■ **Directions for this task**:
Each entry is to be transcribed exactly, with nothing added or dropped.

■ **Record set**:
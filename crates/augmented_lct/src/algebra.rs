//! Algebraic capabilities (monoid + acted monoid) consumed by the augmented link-cut tree.
//!
//! `Copy`-oriented in the same way as the rest of the crate: values and actions are small
//! plain-old-data types that are freely duplicated inside the arena.

use std::marker::PhantomData;

/// An associative `op` with a neutral `unit`.
pub trait Monoid {
    type Value: Copy;

    /// Whether `op(a, b) == op(b, a)` for all values.
    ///
    /// Non-commutative monoids make the tree maintain reverse heavy aggregates (`hmus`) and are
    /// rejected by subtree/component folds.
    const COMMUTATIVE: bool;

    fn unit() -> Self::Value;
    fn op(a: &Self::Value, b: &Self::Value) -> Self::Value;
}

/// Marker for monoids whose `op` is commutative.
///
/// Implementors must set [`Monoid::COMMUTATIVE`] to `true`; the tree rejects the pair at compile
/// time otherwise.
pub trait CommutativeMonoid: Monoid {}

/// A value monoid `MX` acted on by an action monoid `MA`.
///
/// `MA::op(earlier, later)` composes actions in application order: the result applies
/// `earlier` first, then `later`.
pub trait ActedMonoid {
    type MX: Monoid;
    type MA: Monoid;

    /// Apply `a` to an aggregate `x` covering `size` values.
    fn act(
        x: &<Self::MX as Monoid>::Value,
        a: &<Self::MA as Monoid>::Value,
        size: usize,
    ) -> <Self::MX as Monoid>::Value;
}

/// The one-element monoid, used as the action monoid of trees without range updates.
#[derive(Clone, Copy, Debug)]
pub enum Trivial {}

impl Monoid for Trivial {
    type Value = ();

    const COMMUTATIVE: bool = true;

    #[inline(always)]
    fn unit() -> Self::Value {}

    #[inline(always)]
    fn op(_a: &Self::Value, _b: &Self::Value) -> Self::Value {}
}

impl CommutativeMonoid for Trivial {}

/// Adapts a plain monoid `M` into an acted monoid whose only action is the identity.
pub struct NoAction<M>(PhantomData<fn() -> M>);

impl<M: Monoid> ActedMonoid for NoAction<M> {
    type MX = M;
    type MA = Trivial;

    #[inline(always)]
    fn act(x: &M::Value, _a: &(), _size: usize) -> M::Value {
        *x
    }
}

#[derive(Clone, Copy, Debug)]
pub enum Sum {}

impl Monoid for Sum {
    type Value = i64;

    const COMMUTATIVE: bool = true;

    #[inline(always)]
    fn unit() -> Self::Value {
        0
    }

    #[inline(always)]
    fn op(a: &Self::Value, b: &Self::Value) -> Self::Value {
        a.wrapping_add(*b)
    }
}

impl CommutativeMonoid for Sum {}

#[derive(Clone, Copy, Debug)]
pub enum Min {}

impl Monoid for Min {
    type Value = i64;

    const COMMUTATIVE: bool = true;

    #[inline(always)]
    fn unit() -> Self::Value {
        i64::MAX
    }

    #[inline(always)]
    fn op(a: &Self::Value, b: &Self::Value) -> Self::Value {
        *a.min(b)
    }
}

impl CommutativeMonoid for Min {}

#[derive(Clone, Copy, Debug)]
pub enum Max {}

impl Monoid for Max {
    type Value = i64;

    const COMMUTATIVE: bool = true;

    #[inline(always)]
    fn unit() -> Self::Value {
        i64::MIN
    }

    #[inline(always)]
    fn op(a: &Self::Value, b: &Self::Value) -> Self::Value {
        *a.max(b)
    }
}

impl CommutativeMonoid for Max {}

#[derive(Clone, Copy, Debug)]
pub enum Xor {}

impl Monoid for Xor {
    type Value = i64;

    const COMMUTATIVE: bool = true;

    #[inline(always)]
    fn unit() -> Self::Value {
        0
    }

    #[inline(always)]
    fn op(a: &Self::Value, b: &Self::Value) -> Self::Value {
        a ^ b
    }
}

impl CommutativeMonoid for Xor {}

/// The affine map `x -> a * x + b`.
#[derive(Clone, Copy, Debug, PartialEq, Eq)]
pub struct Affine {
    pub a: i64,
    pub b: i64,
}

impl Affine {
    pub const IDENTITY: Self = Self { a: 1, b: 0 };

    #[inline(always)]
    pub fn eval(self, x: i64) -> i64 {
        self.a.wrapping_mul(x).wrapping_add(self.b)
    }

    /// `self` followed by `then`.
    #[inline(always)]
    pub fn then(self, then: Self) -> Self {
        // then(self(x)) = a2 * (a1 * x + b1) + b2
        Self {
            a: self.a.wrapping_mul(then.a),
            b: self.b.wrapping_mul(then.a).wrapping_add(then.b),
        }
    }
}

/// Composition of affine maps in sequence order (non-commutative).
///
/// Folding a path `x0, x1, ..., xk` yields the map that applies `x0` first and `xk` last.
#[derive(Clone, Copy, Debug)]
pub enum AffineComposite {}

impl Monoid for AffineComposite {
    type Value = Affine;

    const COMMUTATIVE: bool = false;

    #[inline(always)]
    fn unit() -> Self::Value {
        Affine::IDENTITY
    }

    #[inline(always)]
    fn op(a: &Self::Value, b: &Self::Value) -> Self::Value {
        a.then(*b)
    }
}

#[derive(Clone, Copy, Debug)]
pub enum SumAdd {}

impl ActedMonoid for SumAdd {
    type MX = Sum;
    type MA = Sum;

    #[inline(always)]
    fn act(x: &i64, a: &i64, size: usize) -> i64 {
        x.wrapping_add(a.wrapping_mul(size as i64))
    }
}

#[derive(Clone, Copy, Debug)]
pub enum SumAffine {}

impl ActedMonoid for SumAffine {
    type MX = Sum;
    type MA = AffineComposite;

    #[inline(always)]
    fn act(x: &i64, f: &Affine, size: usize) -> i64 {
        f.a.wrapping_mul(*x)
            .wrapping_add(f.b.wrapping_mul(size as i64))
    }
}

#[derive(Clone, Copy, Debug)]
pub enum MinAdd {}

impl ActedMonoid for MinAdd {
    type MX = Min;
    type MA = Sum;

    #[inline(always)]
    fn act(x: &i64, a: &i64, size: usize) -> i64 {
        if size == 0 { *x } else { x.wrapping_add(*a) }
    }
}

#[derive(Clone, Copy, Debug)]
pub enum MaxAdd {}

impl ActedMonoid for MaxAdd {
    type MX = Max;
    type MA = Sum;

    #[inline(always)]
    fn act(x: &i64, a: &i64, size: usize) -> i64 {
        if size == 0 { *x } else { x.wrapping_add(*a) }
    }
}
use thiserror::Error;

/// Precondition violations reported by the fallible forest operations.
#[derive(Debug, Error, Clone, Copy, PartialEq, Eq)]
pub enum LinkCutError {
    #[error("all {capacity} vertex slots are already in use")]
    OutOfCapacity { capacity: usize },

    #[error("({u}, {v}) is not an edge of the forest")]
    InvalidEdge { u: usize, v: usize },

    #[error("subtree aggregation requires a commutative monoid")]
    NonCommutativeSubtreeQuery,

    #[error("{u} and {v} are already connected")]
    AlreadyConnected { u: usize, v: usize },
}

■ **Solved problem**:
filename crates/augmented_lct/src/algebra.rs
//! Algebraic capabilities (monoid + acted monoid) consumed by the augmented link-cut tree.
//!
//! `Copy`-oriented in the same way as the rest of the crate: values and actions are small
//! plain-old-data types that are freely duplicated inside the arena.

use std::marker::PhantomData;

/// An associative `op` with a neutral `unit`.
pub trait Monoid {
    type Value: Copy;

    /// Whether `op(a, b) == op(b, a)` for all values.
    ///
    /// Non-commutative monoids make the tree maintain reverse heavy aggregates (`hmus`) and are
    /// rejected by subtree/component folds.
    const COMMUTATIVE: bool;

    fn unit() -> Self::Value;
    fn op(a: &Self::Value, b: &Self::Value) -> Self::Value;
}

/// Marker for monoids whose `op` is commutative.
///
/// Implementors must set [`Monoid::COMMUTATIVE`] to `true`; the tree rejects the pair at compile
/// time otherwise.
pub trait CommutativeMonoid: Monoid {}

/// A value monoid `MX` acted on by an action monoid `MA`.
///
/// `MA::op(earlier, later)` composes actions in application order: the result applies
/// `earlier` first, then `later`.
pub trait ActedMonoid {
    type MX: Monoid;
    type MA: Monoid;

    /// Apply `a` to an aggregate `x` covering `size` values.
    fn act(
        x: &<Self::MX as Monoid>::Value,
        a: &<Self::MA as Monoid>::Value,
        size: usize,
    ) -> <Self::MX as Monoid>::Value;
}

/// The one-element monoid, used as the action monoid of trees without range updates.
#[derive(Clone, Copy, Debug)]
pub enum Trivial {}

impl Monoid for Trivial {
    type Value = ();

    const COMMUTATIVE: bool = true;

    #[inline(always)]
    fn unit() -> Self::Value {}

    #[inline(always)]
    fn op(_a: &Self::Value, _b: &Self::Value) -> Self::Value {}
}

impl CommutativeMonoid for Trivial {}

/// Adapts a plain monoid `M` into an acted monoid whose only action is the identity.
pub struct NoAction<M>(PhantomData<fn() -> M>);

impl<M: Monoid> ActedMonoid for NoAction<M> {
    type MX = M;
    type MA = Trivial;

    #[inline(always)]
    fn act(x: &M::Value, _a: &(), _size: usize) -> M::Value {
        *x
    }
}

#[derive(Clone, Copy, Debug)]
pub enum Sum {}

impl Monoid for Sum {
    type Value = i64;

    const COMMUTATIVE: bool = true;

    #[inline(always)]
    fn unit() -> Self::Value {
        0
    }

    #[inline(always)]
    fn op(a: &Self::Value, b: &Self::Value) -> Self::Value {
        a.wrapping_add(*b)
    }
}

impl CommutativeMonoid for Sum {}

#[derive(Clone, Copy, Debug)]
pub enum Min {}

impl Monoid for Min {
    type Value = i64;

    const COMMUTATIVE: bool = true;

    #[inline(always)]
    fn unit() -> Self::Value {
        i64::MAX
    }

    #[inline(always)]
    fn op(a: &Self::Value, b: &Self::Value) -> Self::Value {
        *a.min(b)
    }
}

impl CommutativeMonoid for Min {}

#[derive(Clone, Copy, Debug)]
pub enum Max {}

impl Monoid for Max {
    type Value = i64;

    const COMMUTATIVE: bool = true;

    #[inline(always)]
    fn unit() -> Self::Value {
        i64::MIN
    }

    #[inline(always)]
    fn op(a: &Self::Value, b: &Self::Value) -> Self::Value {
        *a.max(b)
    }
}

impl CommutativeMonoid for Max {}

#[derive(Clone, Copy, Debug)]
pub enum Xor {}

impl Monoid for Xor {
    type Value = i64;

    const COMMUTATIVE: bool = true;

    #[inline(always)]
    fn unit() -> Self::Value {
        0
    }

    #[inline(always)]
    fn op(a: &Self::Value, b: &Self::Value) -> Self::Value {
        a ^ b
    }
}

impl CommutativeMonoid for Xor {}

/// The affine map `x -> a * x + b`.
#[derive(Clone, Copy, Debug, PartialEq, Eq)]
pub struct Affine {
    pub a: i64,
    pub b: i64,
}

impl Affine {
    pub const IDENTITY: Self = Self { a: 1, b: 0 };

    #[inline(always)]
    pub fn eval(self, x: i64) -> i64 {
        self.a.wrapping_mul(x).wrapping_add(self.b)
    }

    /// `self` followed by `then`.
    #[inline(always)]
    pub fn then(self, then: Self) -> Self {
        // then(self(x)) = a2 * (a1 * x + b1) + b2
        Self {
            a: self.a.wrapping_mul(then.a),
            b: self.b.wrapping_mul(then.a).wrapping_add(then.b),
        }
    }
}

/// Composition of affine maps in sequence order (non-commutative).
///
/// Folding a path `x0, x1, ..., xk` yields the map that applies `x0` first and `xk` last.
#[derive(Clone, Copy, Debug)]
pub enum AffineComposite {}

impl Monoid for AffineComposite {
    type Value = Affine;

    const COMMUTATIVE: bool = false;

    #[inline(always)]
    fn unit() -> Self::Value {
        Affine::IDENTITY
    }

    #[inline(always)]
    fn op(a: &Self::Value, b: &Self::Value) -> Self::Value {
        a.then(*b)
    }
}

#[derive(Clone, Copy, Debug)]
pub enum SumAdd {}

impl ActedMonoid for SumAdd {
    type MX = Sum;
    type MA = Sum;

    #[inline(always)]
    fn act(x: &i64, a: &i64, size: usize) -> i64 {
        x.wrapping_add(a.wrapping_mul(size as i64))
    }
}

#[derive(Clone, Copy, Debug)]
pub enum SumAffine {}

impl ActedMonoid for SumAffine {
    type MX = Sum;
    type MA = AffineComposite;

    #[inline(always)]
    fn act(x: &i64, f: &Affine, size: usize) -> i64 {
        f.a.wrapping_mul(*x)
            .wrapping_add(f.b.wrapping_mul(size as i64))
    }
}

#[derive(Clone, Copy, Debug)]
pub enum MinAdd {}

impl ActedMonoid for MinAdd {
    type MX = Min;
    type MA = Sum;

    #[inline(always)]
    fn act(x: &i64, a: &i64, size: usize) -> i64 {
        if size == 0 { *x } else { x.wrapping_add(*a) }
    }
}

#[derive(Clone, Copy, Debug)]
pub enum MaxAdd {}

impl ActedMonoid for MaxAdd {
    type MX = Max;
    type MA = Sum;

    #[inline(always)]
    fn act(x: &i64, a: &i64, size: usize) -> i64 {
        if size == 0 { *x } else { x.wrapping_add(*a) }
    }
}
use thiserror::Error;

/// Precondition violations reported by the fallible forest operations.
#[derive(Debug, Error, Clone, Copy, PartialEq, Eq)]
pub enum LinkCutError {
    #[error("all {capacity} vertex slots are already in use")]
    OutOfCapacity { capacity: usize },

    #[error("({u}, {v}) is not an edge of the forest")]
    InvalidEdge { u: usize, v: usize },

    #[error("subtree aggregation requires a commutative monoid")]
    NonCommutativeSubtreeQuery,

    #[error("{u} and {v} are already connected")]
    AlreadyConnected { u: usize, v: usize },
}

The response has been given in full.